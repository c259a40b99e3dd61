//! Value objects of the session domain.

use super::DomainError;

/// Length of a flattened hand-landmark feature vector:
/// 2 hand slots x 21 landmarks x 3 coordinates.
pub const FEATURE_LEN: usize = 126;

/// Opaque peer-addressable identifier.
///
/// Issued out of band (see `session::identity`) and embedded verbatim in the
/// peer-scoped channel URLs, so the accepted alphabet is restricted to
/// characters that need no escaping there.
#[derive(Debug, Clone, PartialEq, Eq, Hash)]
pub struct PeerId(String);

impl PeerId {
    pub fn new(value: String) -> Result<Self, DomainError> {
        let valid = !value.is_empty()
            && value.len() <= 64
            && value
                .chars()
                .all(|c| c.is_ascii_alphanumeric() || c == '-' || c == '_');
        if valid {
            Ok(Self(value))
        } else {
            Err(DomainError::InvalidPeerId(value))
        }
    }

    pub fn as_str(&self) -> &str {
        &self.0
    }

    pub fn into_string(self) -> String {
        self.0
    }
}

impl std::fmt::Display for PeerId {
    fn fmt(&self, f: &mut std::fmt::Formatter<'_>) -> std::fmt::Result {
        f.write_str(&self.0)
    }
}

/// Unix timestamp in milliseconds (UTC)
#[derive(Debug, Clone, Copy, PartialEq, Eq, PartialOrd, Ord)]
pub struct Timestamp(i64);

impl Timestamp {
    pub fn new(millis: i64) -> Self {
        Self(millis)
    }

    pub fn value(&self) -> i64 {
        self.0
    }
}

/// Prediction confidence in [0, 1]
#[derive(Debug, Clone, Copy, PartialEq)]
pub struct Confidence(f64);

impl Confidence {
    pub fn new(value: f64) -> Result<Self, DomainError> {
        if value.is_finite() && (0.0..=1.0).contains(&value) {
            Ok(Self(value))
        } else {
            Err(DomainError::InvalidConfidence(value))
        }
    }

    pub fn value(&self) -> f64 {
        self.0
    }
}

/// Fixed-width hand-landmark feature vector.
///
/// Always exactly [`FEATURE_LEN`] finite elements; absent hand slots are
/// zero-padded. A vector never encodes "no hands detected" by itself — that
/// is carried by the explicit `has_hands` flag next to it, and consumers must
/// branch on the flag, not on vector content.
#[derive(Debug, Clone, PartialEq)]
pub struct FeatureVector(Vec<f32>);

impl FeatureVector {
    pub fn new(values: Vec<f32>) -> Result<Self, DomainError> {
        if values.len() != FEATURE_LEN {
            return Err(DomainError::InvalidVectorLength {
                expected: FEATURE_LEN,
                actual: values.len(),
            });
        }
        for (index, value) in values.iter().enumerate() {
            if !value.is_finite() {
                return Err(DomainError::NonFiniteElement { index });
            }
        }
        Ok(Self(values))
    }

    /// The all-zero vector used alongside `has_hands = false`
    pub fn zeroed() -> Self {
        Self(vec![0.0; FEATURE_LEN])
    }

    pub fn as_slice(&self) -> &[f32] {
        &self.0
    }

    pub fn to_vec(&self) -> Vec<f32> {
        self.0.clone()
    }

    pub fn is_zero(&self) -> bool {
        self.0.iter().all(|v| *v == 0.0)
    }
}

#[cfg(test)]
mod tests {
    use super::*;

    #[test]
    fn test_peer_id_accepts_url_safe_identifier() {
        // テスト項目: 英数字とハイフン・アンダースコアからなる ID が受理される
        // given (前提条件):
        let raw = "ABCD1234".to_string();

        // when (操作):
        let peer_id = PeerId::new(raw);

        // then (期待する結果):
        assert_eq!(peer_id.unwrap().as_str(), "ABCD1234");
    }

    #[test]
    fn test_peer_id_rejects_empty_string() {
        // テスト項目: 空文字列の ID が拒否される
        // given (前提条件):
        let raw = String::new();

        // when (操作):
        let peer_id = PeerId::new(raw);

        // then (期待する結果):
        assert!(peer_id.is_err());
    }

    #[test]
    fn test_peer_id_rejects_url_breaking_characters() {
        // テスト項目: URL を壊す文字を含む ID が拒否される
        // given (前提条件):
        let raw = "abc/../def".to_string();

        // when (操作):
        let peer_id = PeerId::new(raw);

        // then (期待する結果):
        assert!(peer_id.is_err());
    }

    #[test]
    fn test_confidence_accepts_boundary_values() {
        // テスト項目: 境界値 0.0 と 1.0 が受理される
        // given (前提条件):

        // when (操作):
        let zero = Confidence::new(0.0);
        let one = Confidence::new(1.0);

        // then (期待する結果):
        assert_eq!(zero.unwrap().value(), 0.0);
        assert_eq!(one.unwrap().value(), 1.0);
    }

    #[test]
    fn test_confidence_rejects_out_of_range_values() {
        // テスト項目: [0, 1] の範囲外・非有限の値が拒否される
        // given (前提条件):

        // when (操作):
        let negative = Confidence::new(-0.1);
        let above_one = Confidence::new(1.2);
        let nan = Confidence::new(f64::NAN);

        // then (期待する結果):
        assert!(negative.is_err());
        assert!(above_one.is_err());
        assert!(nan.is_err());
    }

    #[test]
    fn test_feature_vector_requires_exact_length() {
        // テスト項目: 長さが 126 以外のベクトルが拒否される
        // given (前提条件):
        let short = vec![0.5; FEATURE_LEN - 1];
        let long = vec![0.5; FEATURE_LEN + 1];

        // when (操作):
        let short_result = FeatureVector::new(short);
        let long_result = FeatureVector::new(long);

        // then (期待する結果):
        assert!(matches!(
            short_result,
            Err(DomainError::InvalidVectorLength { .. })
        ));
        assert!(matches!(
            long_result,
            Err(DomainError::InvalidVectorLength { .. })
        ));
    }

    #[test]
    fn test_feature_vector_rejects_non_finite_elements() {
        // テスト項目: 非有限の要素を含むベクトルが拒否される
        // given (前提条件):
        let mut values = vec![0.5; FEATURE_LEN];
        values[17] = f32::NAN;

        // when (操作):
        let result = FeatureVector::new(values);

        // then (期待する結果):
        assert_eq!(result, Err(DomainError::NonFiniteElement { index: 17 }));
    }

    #[test]
    fn test_feature_vector_zeroed_has_full_length() {
        // テスト項目: zeroed が長さ 126 の全ゼロベクトルを返す
        // given (前提条件):

        // when (操作):
        let vector = FeatureVector::zeroed();

        // then (期待する結果):
        assert_eq!(vector.as_slice().len(), FEATURE_LEN);
        assert!(vector.is_zero());
    }

    #[test]
    fn test_feature_vector_is_zero_detects_nonzero_element() {
        // テスト項目: 非ゼロ要素を含むベクトルで is_zero が false になる
        // given (前提条件):
        let mut values = vec![0.0; FEATURE_LEN];
        values[0] = 0.25;
        let vector = FeatureVector::new(values).unwrap();

        // when (操作):
        let result = vector.is_zero();

        // then (期待する結果):
        assert!(!result);
    }
}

- **TASK PROMPT**
List every line above containing the word "Copy".

- **REPLY TO THE EXERCISE**
#[derive(Debug, Clone, Copy, PartialEq, Eq, PartialOrd, Ord)]
#[derive(Debug, Clone, Copy, PartialEq)]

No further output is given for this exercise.